The Menu’s Emotional Support Ingredient

Every restaurant has one. That garnish or seasoning that sneaks into half the dishes on the menu, whether it’s the star or not. It’s there for comfort, colour, or to whisper “yes, this dish belongs here.”

Sometimes it’s pickled. Sometimes it’s sprinkled. Sometimes it’s a garnish so instantly recognisable you can ID the dish before it even hits the table.

Right now in Ottawa, you might notice:

Pickled mustard seeds – the golden pearls that seem to appear on proteins, salads, and anything that needs “pop.”

Chili crisp – on eggs, on oysters, on dessert… because apparently nothing is safe.

Shiso leaves – grassy, minty, and a little spicy, they turn up anywhere a chef wants freshness with a side of exoticism.

Pickled shallots – glossy pink rings that show up on crudo, sandwiches, and mains alike.

Microgreens – the universal garnish that can make anything look like it came from a chef’s garden (even if it didn’t).

None of these are bad—most of them are delicious. But once a chef finds one that works, it tends to travel. It migrates from the crudo to the pork belly, from the salad to the panna cotta. Before you know it, it’s the uncredited co-star of every course.

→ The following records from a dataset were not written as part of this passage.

//! Time-slot registry repository trait.

use async_trait::async_trait;
use uuid::Uuid;

use super::error::RepositoryResult;
use crate::models::{NewTimeSlot, TimeSlot, TimeSlotPatch};

/// Repository trait for time-slot CRUD operations.
///
/// Implementations enforce atomically: `start_time < end_time`, no two
/// active slots of one educational level overlap, and a slot with active
/// sessions cannot be deleted.
#[async_trait]
pub trait TimeSlotRepository: Send + Sync {
    /// List all time slots, ordered by educational level then slot order.
    async fn list_time_slots(&self) -> RepositoryResult<Vec<TimeSlot>>;

    /// List the slots of one educational level, by slot order.
    ///
    /// # Returns
    /// * `Err(RepositoryError::NotFound)` if the level is unknown.
    async fn list_time_slots_by_level(&self, level_id: Uuid) -> RepositoryResult<Vec<TimeSlot>>;

    /// Retrieve a time slot by id, `NotFound` if absent.
    async fn get_time_slot(&self, id: Uuid) -> RepositoryResult<TimeSlot>;

    /// Insert a new time slot.
    ///
    /// # Returns
    /// * `Err(RepositoryError::ValidationError)` if start >= end
    /// * `Err(RepositoryError::Conflict)` if an active slot of the same
    ///   level overlaps the proposed range
    /// * `Err(RepositoryError::NotFound)` if the level is unknown
    async fn insert_time_slot(&self, input: NewTimeSlot) -> RepositoryResult<TimeSlot>;

    /// Merge a patch into an existing time slot. The overlap check runs
    /// against the merged values with the slot itself excluded, and only
    /// when the merged slot is active.
    async fn update_time_slot(&self, id: Uuid, patch: TimeSlotPatch)
        -> RepositoryResult<TimeSlot>;

    /// Hard-delete a time slot.
    ///
    /// # Returns
    /// * `Err(RepositoryError::ValidationError)` if any active session
    ///   still references the slot
    /// * `Err(RepositoryError::NotFound)` if it doesn't exist
    async fn delete_time_slot(&self, id: Uuid) -> RepositoryResult<()>;
}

Sometimes it’s intentional: an ingredient that ties a tasting menu together or makes the plating style unmistakable. Other times it’s just muscle memory—something to fill negative space, add a splash of acid, or make a dish feel finished.

The risk? When the comfort becomes a crutch. A menu that leans too hard on the same detail starts to feel repetitive, even if the base dishes are completely different. Diners notice patterns, and while familiarity can be a good thing, it’s rarely the reason someone books a second reservation.

So the next time a plate lands in front of you, take a closer look. Is that flourish there because it makes the dish sing—or because the chef can’t imagine sending a plate out without it?

What’s the emotional support ingredient you’ve spotted lately?